IQD proteins have a central region of 67 conserved amino acids, the eponymous IQ67 domain, which is responsible for recruiting calmodulin, which acts as a Ca2+ sensor (Abel et al., 2013). There are two types of IQ67 domain: (1) the Ca2+-independent IQ motif, the IQ motif (IQxxxRGxxxR or I/L/VQxxxRxxxxR/K); and (2) the Ca2+-dependent IQ motifs, the 1-5-10 and 1-8-14 motifs. The IQ motif includes 1-3 IQ xxxRGxxxR/[ILV]QxxxRxxxx[RK], the 1-5-10 motif contains 1-4 [FILVW]x3[FILV]x4[FILVW], while the 1-8-14 motif contains 1-4 [FILVW]x6[FAILVW]x5[FILVW](Abel et al., 2005; Wu et al., 2011). The IQD protein family has now been comprehensively annotated in several plants (Table 2). Even though their functions differ in some plants studied, for example, SUN/IQD regulates cell division to elongate tomatoes (Wu et al., 2011); IQD1 acts as a defense against herbivores such as aphids in Arabidopsis (Abel et al., 2005; Levy et al., 2005); while ZmIQDs and PtIQDs respond to drought stress (Ma et al., 2014; Cai et al., 2016), the underlying molecular basis or the function of other undefined IQDs in different plants may share same mechanisms, but this has not been confirmed.

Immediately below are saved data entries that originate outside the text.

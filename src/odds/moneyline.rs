//! Moneyline (American) odds and the decimal <-> moneyline transform

use std::fmt;
use std::str::FromStr;

use rust_decimal::{Decimal, RoundingStrategy};

use crate::common::errors::{OddsError, Result};
use crate::odds::fixed_point::{parse_numeric, FixedPointDecimal, DECIMAL_PRECISION, SCALE_FACTOR};

/// Signed moneyline value, held rounded to two decimal places
///
/// Renders with a leading `+` when positive, without a fractional part when
/// integral, and with exactly two decimals otherwise: `+100`, `-200`,
/// `-111.11`, `+150.50`, `0`.
#[derive(Debug, Clone, Copy, PartialEq, Eq, PartialOrd, Ord, Hash)]
pub struct Moneyline {
    value: Decimal,
}

impl Moneyline {
    /// Moneyline of a 1.00 price
    pub const ZERO: Self = Self {
        value: Decimal::ZERO,
    };

    pub fn new(value: Decimal) -> Self {
        Self {
            value: value.round_dp_with_strategy(DECIMAL_PRECISION, RoundingStrategy::MidpointAwayFromZero),
        }
    }

    /// Parse a moneyline with or without its `+` sign
    pub fn parse(input: &str) -> Result<Self> {
        parse_numeric(input)
            .map(Self::new)
            .ok_or_else(|| OddsError::InvalidMoneyline(input.to_string()))
    }

    pub fn value(&self) -> Decimal {
        self.value
    }

    pub fn is_zero(&self) -> bool {
        self.value.is_zero()
    }
}

impl fmt::Display for Moneyline {
    fn fmt(&self, f: &mut fmt::Formatter<'_>) -> fmt::Result {
        let sign = if self.value.is_sign_positive() && !self.value.is_zero() {
            "+"
        } else {
            ""
        };

        if self.value.fract().is_zero() {
            write!(f, "{}{}", sign, self.value.trunc().normalize())
        } else {
            let mut shown = self.value;
            shown.rescale(DECIMAL_PRECISION);
            write!(f, "{}{}", sign, shown)
        }
    }
}

impl FromStr for Moneyline {
    type Err = OddsError;

    fn from_str(s: &str) -> Result<Self> {
        Self::parse(s)
    }
}

/// Decimal <-> moneyline conversion
///
/// Prices of 2.00 and above map to a positive line (profit per 100 staked),
/// prices below 2.00 to a negative line (stake needed to win 100), and 1.00
/// to zero.
pub struct MoneylineTransform;

impl MoneylineTransform {
    /// Moneyline for a normalized decimal price
    ///
    /// Works on the scaled integer: `100 * (d - 1)` is exactly
    /// `profit_scaled`, and `-100 / (d - 1)` is `-10000 / profit_scaled`.
    pub fn decimal_to_moneyline(decimal: FixedPointDecimal) -> Moneyline {
        if decimal.is_one() {
            return Moneyline::ZERO;
        }

        let profit = Decimal::from(decimal.profit_scaled());
        if decimal >= FixedPointDecimal::EVENS {
            Moneyline::new(profit)
        } else {
            Moneyline::new(Decimal::from(-SCALE_FACTOR * SCALE_FACTOR) / profit)
        }
    }

    /// Decimal price for a moneyline, normalized through the fixed-point type
    pub fn moneyline_to_decimal(moneyline: Moneyline) -> Result<FixedPointDecimal> {
        let hundred = Decimal::from(SCALE_FACTOR);
        let value = moneyline.value();
        let invalid = || OddsError::InvalidMoneyline(moneyline.to_string());

        let decimal = if value.is_zero() {
            Some(Decimal::ONE)
        } else if value.is_sign_positive() {
            value.checked_div(hundred).and_then(|v| v.checked_add(Decimal::ONE))
        } else {
            (-hundred).checked_div(value).and_then(|v| v.checked_add(Decimal::ONE))
        }
        .ok_or_else(invalid)?;

        FixedPointDecimal::from_decimal(decimal).map_err(|_| invalid())
    }
}

#[cfg(test)]
mod tests {
    use super::*;
    use rust_decimal_macros::dec;

    fn to_line(decimal: &str) -> String {
        let decimal = FixedPointDecimal::parse(decimal).unwrap();
        MoneylineTransform::decimal_to_moneyline(decimal).to_string()
    }

    fn to_decimal(line: &str) -> String {
        let line = Moneyline::parse(line).unwrap();
        MoneylineTransform::moneyline_to_decimal(line).unwrap().to_string()
    }

    #[test]
    fn test_decimal_to_moneyline_positive() {
        assert_eq!(to_line("2.00"), "+100");
        assert_eq!(to_line("3.00"), "+200");
        assert_eq!(to_line("2.51"), "+151");
        assert_eq!(to_line("101.00"), "+10000");
    }

    #[test]
    fn test_decimal_to_moneyline_negative() {
        assert_eq!(to_line("1.50"), "-200");
        assert_eq!(to_line("1.90"), "-111.11");
        assert_eq!(to_line("1.33"), "-303.03");
        assert_eq!(to_line("1.99"), "-101.01");
        assert_eq!(to_line("1.01"), "-10000");
        assert_eq!(to_line("1.80"), "-125");
    }

    #[test]
    fn test_decimal_to_moneyline_zero() {
        assert_eq!(to_line("1.00"), "0");
        assert!(MoneylineTransform::decimal_to_moneyline(FixedPointDecimal::ONE).is_zero());
    }

    #[test]
    fn test_moneyline_to_decimal() {
        assert_eq!(to_decimal("0"), "1.00");
        assert_eq!(to_decimal("100"), "2.00");
        assert_eq!(to_decimal("+150"), "2.50");
        assert_eq!(to_decimal("150.50"), "2.51");
        assert_eq!(to_decimal("10000"), "101.00");
        assert_eq!(to_decimal("-200"), "1.50");
        assert_eq!(to_decimal("-110"), "1.91");
        assert_eq!(to_decimal("-10000"), "1.01");
    }

    #[test]
    fn test_moneyline_rendering() {
        assert_eq!(Moneyline::parse("150").unwrap().to_string(), "+150");
        assert_eq!(Moneyline::parse("+150").unwrap().to_string(), "+150");
        assert_eq!(Moneyline::parse("150.5").unwrap().to_string(), "+150.50");
        assert_eq!(Moneyline::parse("-111.111").unwrap().to_string(), "-111.11");
        assert_eq!(Moneyline::parse("-110.00").unwrap().to_string(), "-110");
        assert_eq!(Moneyline::parse("0.001").unwrap().to_string(), "0");
        assert_eq!(Moneyline::parse("-0.001").unwrap().to_string(), "0");
        assert_eq!(Moneyline::new(dec!(-111.115)).to_string(), "-111.12");
    }

    #[test]
    fn test_moneyline_parse_rejects_non_numeric() {
        for input in ["abc", "", "+", "1,000", "--5"] {
            assert_eq!(
                Moneyline::parse(input).unwrap_err(),
                OddsError::InvalidMoneyline(input.to_string())
            );
        }
    }

    #[test]
    fn test_moneyline_out_of_range() {
        let line = Moneyline::parse("1e26").unwrap();
        assert!(matches!(
            MoneylineTransform::moneyline_to_decimal(line),
            Err(OddsError::InvalidMoneyline(_))
        ));
    }
}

IQD Proteins, the Scaffold Proteins Associated Microtubules

Scaffolding proteins interact or bind with several proteins to form an anchoring complex in specific intracellular niches such as the cell membrane, cytoplasmic matrix, or nucleus, and they play an important role in signal transduction. As scaffolding proteins, IQDs play an important role in plant growth and development (Abel et al., 2013; Burstenbinder et al., 2013, 2017a) and link Ca2+ signals with some organelles (Burstenbinder et al., 2017b). Yeast two-hybrid and pulldown experiments have verified that Arabidopsis IQD1 and IQD20 interact with CaM/CaML both in vivo and in vitro.

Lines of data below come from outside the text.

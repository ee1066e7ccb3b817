//! Shared error and benchmarking utilities

pub mod bench;
pub mod errors;
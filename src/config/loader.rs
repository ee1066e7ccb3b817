//! Configuration loader

use config::{Config, Environment, File};
use std::path::Path;
use tracing::{debug, info};

use super::types::AppConfig;
use crate::common::errors::Result;

/// Prefix of environment overrides (`ODDS__CONVERSION__STRATEGY=standard_ladder`)
pub const ENV_PREFIX: &str = "ODDS";

/// Load configuration from file and environment variables
///
/// Priority (highest to lowest):
/// 1. Environment variables (prefixed with `ODDS__`, sections split by `__`)
/// 2. Configuration file (TOML format)
/// 3. Default values
pub fn load_config(config_path: Option<&str>) -> Result<AppConfig> {
    let mut builder = Config::builder();

    if let Some(path) = config_path {
        if Path::new(path).exists() {
            debug!(path, "Loading configuration file");
            builder = builder.add_source(File::with_name(path).required(false));
        } else {
            debug!(path, "Configuration file not found, using defaults");
        }
    }

    builder = builder.add_source(
        Environment::with_prefix(ENV_PREFIX)
            .prefix_separator("__")
            .separator("__")
            .try_parsing(true),
    );

    let config: AppConfig = builder.build()?.try_deserialize()?;

    info!(
        strategy = ?config.conversion.strategy,
        moneyline = ?config.conversion.moneyline,
        ladder_rungs = config.ladder.rungs.len(),
        "Configuration loaded"
    );

    Ok(config)
}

Kinesin light chain is generally located at the end of kinesin and participates in cargo transport (Saez et al., 2020). Therefore, IQD may co-localize with microtubules in addition to its classic nuclear localization, a finding subsequently confirmed using high-resolution fluorescence microscopy. IQD1 interacted with KLCR1 and CaM, thereby linking kinesin to Ca2+ second messenger signaling (Steinhorst and Kudla, 2013; Bi et al., 2018). Other IQD family proteins may also mediate different kinesin-dependent cargo transport signaling pathways such as protein sorting or cell wall formation (Kong et al., 2015), and these proteins and interactions require further study.

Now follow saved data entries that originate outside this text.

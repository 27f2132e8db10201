//! Domain-level error types.
//!
//! These errors are transport agnostic. Inbound adapters map them to HTTP
//! responses or any other protocol-specific envelope.

use serde::{Deserialize, Serialize};
use serde_json::Value;
use utoipa::ToSchema;

/// Stable machine-readable error code describing the failure category.
#[derive(Debug, Clone, Copy, PartialEq, Eq, Hash, Serialize, Deserialize, ToSchema)]
#[non_exhaustive]
#[serde(rename_all = "snake_case")]
pub enum ErrorCode {
    /// The request is malformed or fails validation.
    InvalidRequest,
    /// The requested resource does not exist.
    NotFound,
    /// The request conflicts with stored state.
    Conflict,
    /// An unexpected error occurred inside the domain.
    InternalError,
}

/// Domain error payload.
///
/// ## Invariants
/// - `message` must be non-empty once trimmed of whitespace.
///
/// # Examples
/// ```
/// use feedback_backend::domain::{Error, ErrorCode};
///
/// let err = Error::new(ErrorCode::NotFound, "missing");
/// assert_eq!(err.code(), ErrorCode::NotFound);
/// ```
#[derive(Debug, Clone, PartialEq, Serialize, Deserialize, ToSchema)]
#[serde(rename_all = "camelCase")]
#[serde(deny_unknown_fields)]
#[serde(try_from = "ErrorDto", into = "ErrorDto")]
pub struct Error {
    #[schema(example = "invalid_request")]
    code: ErrorCode,
    #[schema(example = "Something went wrong")]
    message: String,
    #[serde(skip_serializing_if = "Option::is_none")]
    details: Option<Value>,
}

/// Validation errors emitted by the constructors.
#[derive(Debug, Clone, PartialEq, Eq)]
pub enum ErrorValidationError {
    EmptyMessage,
}

impl std::fmt::Display for ErrorValidationError {
    fn fmt(&self, f: &mut std::fmt::Formatter<'_>) -> std::fmt::Result {
        match self {
            Self::EmptyMessage => write!(f, "error message must not be empty"),
        }
    }
}

impl std::error::Error for ErrorValidationError {}

impl Error {
    /// Create a new error, panicking if validation fails.
    pub fn new(code: ErrorCode, message: impl Into<String>) -> Self {
        match Self::try_new(code, message) {
            Ok(value) => value,
            Err(err) => panic!("error messages must satisfy validation: {err}"),
        }
    }

    /// Fallible constructor that validates the message content.
    pub fn try_new(
        code: ErrorCode,
        message: impl Into<String>,
    ) -> Result<Self, ErrorValidationError> {
        let message = message.into();
        if message.trim().is_empty() {
            return Err(ErrorValidationError::EmptyMessage);
        }
        Ok(Self {
            code,
            message,
            details: None,
        })
    }

    /// Stable machine-readable error code.
    pub fn code(&self) -> ErrorCode {
        self.code
    }

    /// Human-readable message returned to adapters.
    pub fn message(&self) -> &str {
        self.message.as_str()
    }

    /// Supplementary error details for adapters.
    pub fn details(&self) -> Option<&Value> {
        self.details.as_ref()
    }

    /// Attach structured details to the error.
    ///
    /// # Examples
    /// ```
    /// use feedback_backend::domain::{Error, ErrorCode};
    /// use serde_json::json;
    ///
    /// let err = Error::new(ErrorCode::InvalidRequest, "bad")
    ///     .with_details(json!([{ "field": "name" }]));
    /// assert!(err.details().is_some());
    /// ```
    pub fn with_details(mut self, details: Value) -> Self {
        self.details = Some(details);
        self
    }

    /// Convenience constructor for [`ErrorCode::InvalidRequest`].
    pub fn invalid_request(message: impl Into<String>) -> Self {
        Self::new(ErrorCode::InvalidRequest, message)
    }

    /// Convenience constructor for [`ErrorCode::NotFound`].
    pub fn not_found(message: impl Into<String>) -> Self {
        Self::new(ErrorCode::NotFound, message)
    }

    /// Convenience constructor for [`ErrorCode::Conflict`].
    pub fn conflict(message: impl Into<String>) -> Self {
        Self::new(ErrorCode::Conflict, message)
    }

    /// Convenience constructor for [`ErrorCode::InternalError`].
    pub fn internal(message: impl Into<String>) -> Self {
        Self::new(ErrorCode::InternalError, message)
    }
}

impl std::fmt::Display for Error {
    fn fmt(&self, f: &mut std::fmt::Formatter<'_>) -> std::fmt::Result {
        write!(f, "{}", self.message)
    }
}

impl std::error::Error for Error {}

#[derive(Debug, Clone, Serialize, Deserialize, ToSchema)]
#[serde(rename_all = "camelCase")]
struct ErrorDto {
    code: ErrorCode,
    message: String,
    #[serde(skip_serializing_if = "Option::is_none")]
    details: Option<Value>,
}

impl From<Error> for ErrorDto {
    fn from(value: Error) -> Self {
        Self {
            code: value.code,
            message: value.message,
            details: value.details,
        }
    }
}

impl TryFrom<ErrorDto> for Error {
    type Error = ErrorValidationError;

    fn try_from(value: ErrorDto) -> Result<Self, Self::Error> {
        let ErrorDto {
            code,
            message,
            details,
        } = value;

        let mut error = Error::try_new(code, message)?;
        error.details = details;
        Ok(error)
    }
}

Abnormal Shoot 6 and Cortical Microtubules

Microtubules in plant cells are non-centrosome microtubule organized (Paradez et al., 2006; Wasteneys and Ambrose, 2009). Cortical microtubules (CMTs) in the interphase, preprophase band (PPB), spindle and the membrane forming body (phragmoplast) in the mitosis cell form the plant-specific microtubule arrays (Hamada, 2014). Cortical microtubules (CMTs) determine the shape of plant cells (Wasteneys and Ambrose, 2009). Usually MT-associated proteins (MAPs) interact with cortical microtubules to regulate cell shape, such as Augmin complex, Katanin, SPR2, MOR1 and so on (Chen et al., 2016). However, the dynamic regulation of cortical microtubule arrays is complex, which need further studied.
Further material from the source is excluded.